Prosecutors brought charges in the case before a federal grand jury, which indicted 18 men in January 1965. Following various dismissals and prosecutions, a jury found Price and six other defendants guilty, including Samuel Bowers, the Imperial Wizard of Mississippi’s White Knights of the Ku Klux Klan. None would serve more than six years behind bars.
In January 2005, a grand jury charged Klansman Edgar Ray Killen with murder. Ultimately, the jury found insufficient evidence for a murder conviction, but it did find Killen guilty of the lesser charge of manslaughter. A judge sentenced him to 60 years in prison, and he died in 2018.
In 1980, several years after some of those convicted in the case were released from prison, Ronald Reagan launched his general election campaign with a speech lauding “states’ rights” outside Philadelphia, Miss. He delivered the speech within walking distance of the earthen dam where Chaney, Goodman and Schwerner had been buried.

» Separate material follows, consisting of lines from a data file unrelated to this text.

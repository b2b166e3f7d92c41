//! Canonical equation strings.
//!
//! Numbers print without decimals when integer-valued and with one decimal
//! otherwise. Shifts are written in the `(x - h)` form, so the sign of the
//! printed term is the opposite of the sign of the shift.

use crate::geometry::{ConicType, ParameterSet};

/// Formats a number: `"5"` for integer values, `"2.5"` otherwise.
///
/// Negative zero prints as `"0"`; non-finite values print as `"Infinity"`,
/// `"-Infinity"` and `"NaN"`.
#[must_use]
#[allow(clippy::float_cmp)]
pub fn format_number(value: f64) -> String {
    if value.is_nan() {
        "NaN".to_owned()
    } else if value.is_infinite() {
        if value > 0.0 { "Infinity" } else { "-Infinity" }.to_owned()
    } else if value == value.floor() {
        // Adding zero turns -0.0 into 0.0.
        format!("{}", value + 0.0)
    } else {
        let rounded = (value * 10.0).round() / 10.0;
        format!("{rounded:.1}")
    }
}

/// Formats a shifted variable: `x` for zero, `x - 3` for `3`, `x + 3` for
/// `-3`.
#[must_use]
pub fn format_shift(value: f64, variable: &str) -> String {
    if value == 0.0 {
        variable.to_owned()
    } else {
        let sign = if value > 0.0 { '-' } else { '+' };
        format!("{variable} {sign} {}", format_number(value.abs()))
    }
}

/// Formats a trailing constant: empty for zero, `" + 2"` or `" - 2"`
/// otherwise.
#[must_use]
pub fn format_constant(value: f64) -> String {
    if value == 0.0 {
        String::new()
    } else {
        let sign = if value > 0.0 { '+' } else { '-' };
        format!(" {sign} {}", format_number(value.abs()))
    }
}

/// Renders the equation of a conic of `conic_type` with `params`.
///
/// Formatting is total: parameters are not validated, so the string can be
/// shown even for a set the core would refuse to sample.
#[must_use]
#[allow(clippy::float_cmp)]
pub fn format_equation(conic_type: ConicType, params: &ParameterSet) -> String {
    let ParameterSet { a, b, h, k } = *params;
    let x = format_shift(h, "x");
    let y = format_shift(k, "y");
    match conic_type {
        ConicType::Parabola => {
            let coefficient = if a == 1.0 {
                String::new()
            } else if a == -1.0 {
                "-".to_owned()
            } else {
                format_number(a)
            };
            format!("y = {coefficient}({x})²{}", format_constant(k))
        }
        ConicType::Circle => format!("({x})² + ({y})² = {}²", format_number(a)),
        ConicType::Ellipse => format!(
            "({x})²/{}² + ({y})²/{}² = 1",
            format_number(a),
            format_number(b)
        ),
        ConicType::Hyperbola => format!(
            "({x})²/{}² - ({y})²/{}² = 1",
            format_number(a),
            format_number(b)
        ),
    }
}

/// Like [`format_equation`], keyed by type name. Unknown names render as an
/// empty string.
#[must_use]
pub fn format_equation_named(conic_type: &str, params: &ParameterSet) -> String {
    match conic_type.parse::<ConicType>() {
        Ok(t) => format_equation(t, params),
        Err(err) => {
            tracing::debug!(%err, "no equation for unknown conic type");
            String::new()
        }
    }
}
use thiserror::Error;

/// Top-level error type for conic computations.
#[derive(Debug, Error)]
pub enum ConicError {
    #[error(transparent)]
    InvalidParameter(#[from] ParameterError),

    #[error("unrecognized conic type: {0}")]
    UnrecognizedConicType(String),

    #[error(transparent)]
    Sampling(#[from] SamplingError),

    #[error(transparent)]
    Export(#[from] ExportError),
}

/// A conic parameter violates the precondition of its conic type.
#[derive(Debug, Error)]
pub enum ParameterError {
    #[error("parameter {parameter} = {value} must be nonzero")]
    Zero { parameter: &'static str, value: f64 },

    #[error("parameter {parameter} = {value} must be positive")]
    NonPositive { parameter: &'static str, value: f64 },

    #[error("parameter {parameter} = {value} is not finite")]
    NonFinite { parameter: &'static str, value: f64 },
}

/// Errors related to sampling configuration.
#[derive(Debug, Error)]
pub enum SamplingError {
    #[error("invalid sampling parameters: {0}")]
    InvalidParameters(String),
}

/// Errors related to exporting computed data.
#[derive(Debug, Error)]
pub enum ExportError {
    #[error("serialization failed: {0}")]
    Serialize(#[from] serde_json::Error),
}

/// Convenience type alias for results using [`ConicError`].
pub type Result<T> = std::result::Result<T, ConicError>;
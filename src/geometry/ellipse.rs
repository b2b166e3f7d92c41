use crate::error::Result;
use crate::math::{Point2, Vector2, TOLERANCE};

use super::{require_finite, require_positive};

/// An axis-aligned ellipse `((x - h)/a)² + ((y - k)/b)² = 1`.
///
/// `a` is the semi-axis along `x` and `b` along `y`; either may be the major
/// one. A circle is the case `a == b`.
///
/// `P(t) = (a cos t + h, b sin t + k)`
#[derive(Debug, Clone, Copy, PartialEq)]
pub struct Ellipse {
    a: f64,
    b: f64,
    h: f64,
    k: f64,
}

impl Ellipse {
    /// Creates a new ellipse.
    ///
    /// # Errors
    ///
    /// Returns an error if either semi-axis is non-positive or any parameter
    /// is not finite.
    pub fn new(a: f64, b: f64, h: f64, k: f64) -> Result<Self> {
        Ok(Self {
            a: require_positive("a", a)?,
            b: require_positive("b", b)?,
            h: require_finite("h", h)?,
            k: require_finite("k", k)?,
        })
    }

    /// Creates a circle of the given radius centered at `(h, k)`.
    ///
    /// # Errors
    ///
    /// Returns an error if the radius is non-positive or any parameter is not
    /// finite.
    pub fn circle(radius: f64, h: f64, k: f64) -> Result<Self> {
        Self::new(radius, radius, h, k)
    }

    /// Returns the semi-axis along `x`.
    #[must_use]
    pub fn a(&self) -> f64 {
        self.a
    }

    /// Returns the semi-axis along `y`.
    #[must_use]
    pub fn b(&self) -> f64 {
        self.b
    }

    /// Returns the horizontal shift.
    #[must_use]
    pub fn h(&self) -> f64 {
        self.h
    }

    /// Returns the vertical shift.
    #[must_use]
    pub fn k(&self) -> f64 {
        self.k
    }

    /// Returns the center `(h, k)`.
    #[must_use]
    pub fn center(&self) -> Point2 {
        Point2::new(self.h, self.k)
    }

    /// Returns whether both semi-axes are equal.
    #[must_use]
    pub fn is_circle(&self) -> bool {
        (self.a - self.b).abs() < TOLERANCE
    }

    /// Returns whether the major axis lies along `x` (`a > b`).
    #[must_use]
    pub fn is_horizontal(&self) -> bool {
        self.a > self.b
    }

    /// Distance from the center to each focus, `sqrt(|a² - b²|)`.
    #[must_use]
    pub fn focal_distance(&self) -> f64 {
        (self.a * self.a - self.b * self.b).abs().sqrt()
    }

    /// Unit direction of the major axis.
    fn major_dir(&self) -> Vector2 {
        if self.is_horizontal() {
            Vector2::x()
        } else {
            Vector2::y()
        }
    }

    /// Returns both foci on the major axis, lower coordinate first. For a
    /// circle both collapse to the center.
    #[must_use]
    pub fn foci(&self) -> [Point2; 2] {
        let offset = self.major_dir() * self.focal_distance();
        let center = self.center();
        [center - offset, center + offset]
    }

    /// Returns the two major-axis vertices, lower coordinate first.
    #[must_use]
    pub fn vertices(&self) -> [Point2; 2] {
        let offset = if self.is_horizontal() {
            Vector2::x() * self.a
        } else {
            Vector2::y() * self.b
        };
        let center = self.center();
        [center - offset, center + offset]
    }

    /// Returns `sqrt(|a² - b²|) / max(a, b)`, which is `0` for a circle.
    #[must_use]
    pub fn eccentricity(&self) -> f64 {
        self.focal_distance() / self.a.max(self.b)
    }

    /// Evaluates the ellipse at angle `t`.
    #[must_use]
    pub fn evaluate(&self, t: f64) -> Point2 {
        Point2::new(self.a * t.cos() + self.h, self.b * t.sin() + self.k)
    }
}
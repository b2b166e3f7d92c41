mod ellipse;
mod hyperbola;
mod parabola;

pub use ellipse::Ellipse;
pub use hyperbola::Hyperbola;
pub use parabola::Parabola;

use std::fmt;
use std::str::FromStr;

use serde::{Deserialize, Serialize};

use crate::error::{ConicError, ParameterError, Result};
use crate::math::TOLERANCE;

/// The four axis-aligned conic sections.
#[derive(Debug, Clone, Copy, PartialEq, Eq, Hash, Serialize, Deserialize)]
#[serde(rename_all = "lowercase")]
pub enum ConicType {
    Parabola,
    Circle,
    Ellipse,
    Hyperbola,
}

impl ConicType {
    /// All conic types, in selector order.
    pub const ALL: [ConicType; 4] = [
        ConicType::Parabola,
        ConicType::Circle,
        ConicType::Ellipse,
        ConicType::Hyperbola,
    ];

    /// Lowercase identifier, as used in serialized data.
    #[must_use]
    pub fn name(self) -> &'static str {
        match self {
            ConicType::Parabola => "parabola",
            ConicType::Circle => "circle",
            ConicType::Ellipse => "ellipse",
            ConicType::Hyperbola => "hyperbola",
        }
    }

    /// Capitalized name for headings.
    #[must_use]
    pub fn display_name(self) -> &'static str {
        match self {
            ConicType::Parabola => "Parabola",
            ConicType::Circle => "Circle",
            ConicType::Ellipse => "Ellipse",
            ConicType::Hyperbola => "Hyperbola",
        }
    }

    /// Theme color associated with the conic type, as a hex string.
    #[must_use]
    pub fn color(self) -> &'static str {
        match self {
            ConicType::Parabola => "#3b82f6",
            ConicType::Circle => "#ef4444",
            ConicType::Ellipse => "#22c55e",
            ConicType::Hyperbola => "#f97316",
        }
    }

    /// How the cutting plane meets the double cone to produce this conic.
    #[must_use]
    pub fn description(self) -> &'static str {
        match self {
            ConicType::Parabola => "The plane is parallel to a generating line of the cone.",
            ConicType::Circle => "The plane is perpendicular to the axis of the cone.",
            ConicType::Ellipse => "The plane is tilted and cuts one nappe completely.",
            ConicType::Hyperbola => "The plane is steep enough to cut both nappes.",
        }
    }

    /// Whether the `b` parameter is meaningful for this type.
    #[must_use]
    pub fn uses_b(self) -> bool {
        matches!(self, ConicType::Ellipse | ConicType::Hyperbola)
    }
}

impl fmt::Display for ConicType {
    fn fmt(&self, f: &mut fmt::Formatter<'_>) -> fmt::Result {
        f.write_str(self.name())
    }
}

impl FromStr for ConicType {
    type Err = ConicError;

    fn from_str(s: &str) -> Result<Self> {
        ConicType::ALL
            .into_iter()
            .find(|t| t.name() == s)
            .ok_or_else(|| ConicError::UnrecognizedConicType(s.to_owned()))
    }
}

/// Raw scalar parameters of a conic, as supplied by the caller.
///
/// - parabola: `a` is the nonzero leading coefficient, `b` is ignored.
/// - circle: `a` is the radius, `b` is ignored.
/// - ellipse / hyperbola: `a` and `b` are the semi-axes.
///
/// `(h, k)` is the vertex (parabola) or center (all others).
#[derive(Debug, Clone, Copy, PartialEq, Serialize, Deserialize)]
pub struct ParameterSet {
    pub a: f64,
    #[serde(default = "default_b")]
    pub b: f64,
    pub h: f64,
    pub k: f64,
}

fn default_b() -> f64 {
    1.0
}

impl ParameterSet {
    /// Creates a parameter set.
    #[must_use]
    pub fn new(a: f64, b: f64, h: f64, k: f64) -> Self {
        Self { a, b, h, k }
    }

    /// Creates a parameter set for a conic with a single shape parameter
    /// (parabola or circle). `b` mirrors `a`.
    #[must_use]
    pub fn axial(a: f64, h: f64, k: f64) -> Self {
        Self { a, b: a, h, k }
    }
}

impl Default for ParameterSet {
    fn default() -> Self {
        Self {
            a: 1.0,
            b: 1.0,
            h: 0.0,
            k: 0.0,
        }
    }
}

/// Slider domain of the interactive controls.
///
/// The core never clamps; a UI layer uses this to keep its values inside the
/// valid region before calling into the core.
#[derive(Debug, Clone, Copy, PartialEq, Serialize, Deserialize)]
#[serde(default)]
pub struct ParameterRange {
    /// Lower bound for `a` and `b`.
    pub axis_min: f64,
    /// Upper bound for `a` and `b`.
    pub axis_max: f64,
    /// Lower bound for `h` and `k`.
    pub shift_min: f64,
    /// Upper bound for `h` and `k`.
    pub shift_max: f64,
}

impl Default for ParameterRange {
    fn default() -> Self {
        Self {
            axis_min: 0.1,
            axis_max: 10.0,
            shift_min: -10.0,
            shift_max: 10.0,
        }
    }
}

impl ParameterRange {
    /// Returns `params` with every field clamped into the range.
    #[must_use]
    pub fn clamp(&self, params: &ParameterSet) -> ParameterSet {
        ParameterSet {
            a: params.a.clamp(self.axis_min, self.axis_max),
            b: params.b.clamp(self.axis_min, self.axis_max),
            h: params.h.clamp(self.shift_min, self.shift_max),
            k: params.k.clamp(self.shift_min, self.shift_max),
        }
    }

    /// Returns whether every field of `params` lies inside the range.
    #[must_use]
    pub fn contains(&self, params: &ParameterSet) -> bool {
        let axis = self.axis_min..=self.axis_max;
        let shift = self.shift_min..=self.shift_max;
        axis.contains(&params.a)
            && axis.contains(&params.b)
            && shift.contains(&params.h)
            && shift.contains(&params.k)
    }
}

/// A validated conic section.
///
/// A circle is an [`Ellipse`] with equal semi-axes; it shares every
/// sampling and feature computation with the ellipse.
#[derive(Debug, Clone, Copy, PartialEq)]
pub enum Conic {
    Parabola(Parabola),
    Circle(Ellipse),
    Ellipse(Ellipse),
    Hyperbola(Hyperbola),
}

impl Conic {
    /// Validates `params` against the preconditions of `conic_type`.
    ///
    /// # Errors
    ///
    /// Returns [`ConicError::InvalidParameter`] if a shift is not finite, the
    /// parabola coefficient is zero, or a radius or semi-axis is not positive.
    pub fn new(conic_type: ConicType, params: &ParameterSet) -> Result<Self> {
        let ParameterSet { a, b, h, k } = *params;
        let conic = match conic_type {
            ConicType::Parabola => Conic::Parabola(Parabola::new(a, h, k)?),
            ConicType::Circle => Conic::Circle(Ellipse::circle(a, h, k)?),
            ConicType::Ellipse => Conic::Ellipse(Ellipse::new(a, b, h, k)?),
            ConicType::Hyperbola => Conic::Hyperbola(Hyperbola::new(a, b, h, k)?),
        };
        Ok(conic)
    }

    /// Returns the type tag of this conic.
    #[must_use]
    pub fn conic_type(&self) -> ConicType {
        match self {
            Conic::Parabola(_) => ConicType::Parabola,
            Conic::Circle(_) => ConicType::Circle,
            Conic::Ellipse(_) => ConicType::Ellipse,
            Conic::Hyperbola(_) => ConicType::Hyperbola,
        }
    }

    /// Returns the canonical parameters of this conic. For a circle `b`
    /// equals the radius; for a parabola `b` is reported as `1`.
    #[must_use]
    pub fn parameters(&self) -> ParameterSet {
        match self {
            Conic::Parabola(p) => ParameterSet::new(p.a(), default_b(), p.h(), p.k()),
            Conic::Circle(e) | Conic::Ellipse(e) => ParameterSet::new(e.a(), e.b(), e.h(), e.k()),
            Conic::Hyperbola(hy) => ParameterSet::new(hy.a(), hy.b(), hy.h(), hy.k()),
        }
    }

    /// Returns the eccentricity: `0` for a circle, `1` for a parabola.
    #[must_use]
    pub fn eccentricity(&self) -> f64 {
        match self {
            Conic::Parabola(p) => p.eccentricity(),
            Conic::Circle(e) | Conic::Ellipse(e) => e.eccentricity(),
            Conic::Hyperbola(hy) => hy.eccentricity(),
        }
    }
}

pub(crate) fn require_finite(parameter: &'static str, value: f64) -> Result<f64> {
    if value.is_finite() {
        Ok(value)
    } else {
        Err(ParameterError::NonFinite { parameter, value }.into())
    }
}

pub(crate) fn require_nonzero(parameter: &'static str, value: f64) -> Result<f64> {
    let value = require_finite(parameter, value)?;
    if value.abs() < TOLERANCE {
        tracing::debug!(parameter, value, "rejecting zero parameter");
        return Err(ParameterError::Zero { parameter, value }.into());
    }
    Ok(value)
}

pub(crate) fn require_positive(parameter: &'static str, value: f64) -> Result<f64> {
    let value = require_finite(parameter, value)?;
    if value < TOLERANCE {
        tracing::debug!(parameter, value, "rejecting non-positive parameter");
        return Err(ParameterError::NonPositive { parameter, value }.into());
    }
    Ok(value)
}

Reagan sent a clear signal that he was appealing to Americans who opposed, or weren’t ready for, the vision that Chaney, Goodman and Schwerner had for their country, a vision for which they gave their lives. Political leaders across America are sending that same signal today.
If our society is going to advance, we must continue to call out the voices that stand against progress and equality. Perseverance, even in the face of discouragement, is the only way this country can honor the ideals that these three young people believed so completely.
Mark Allan Williams is an opinion editor and essayist who lives and works in Baltimore.
This MFP Voices essay does not necessarily represent the views of the Mississippi Free Press, its staff or board members. To submit an opinion for the MFP Voices section, send up to 1,200 words and sources fact-checking the included information to voices@mississippifreepress.org. We welcome a wide variety of viewpoints.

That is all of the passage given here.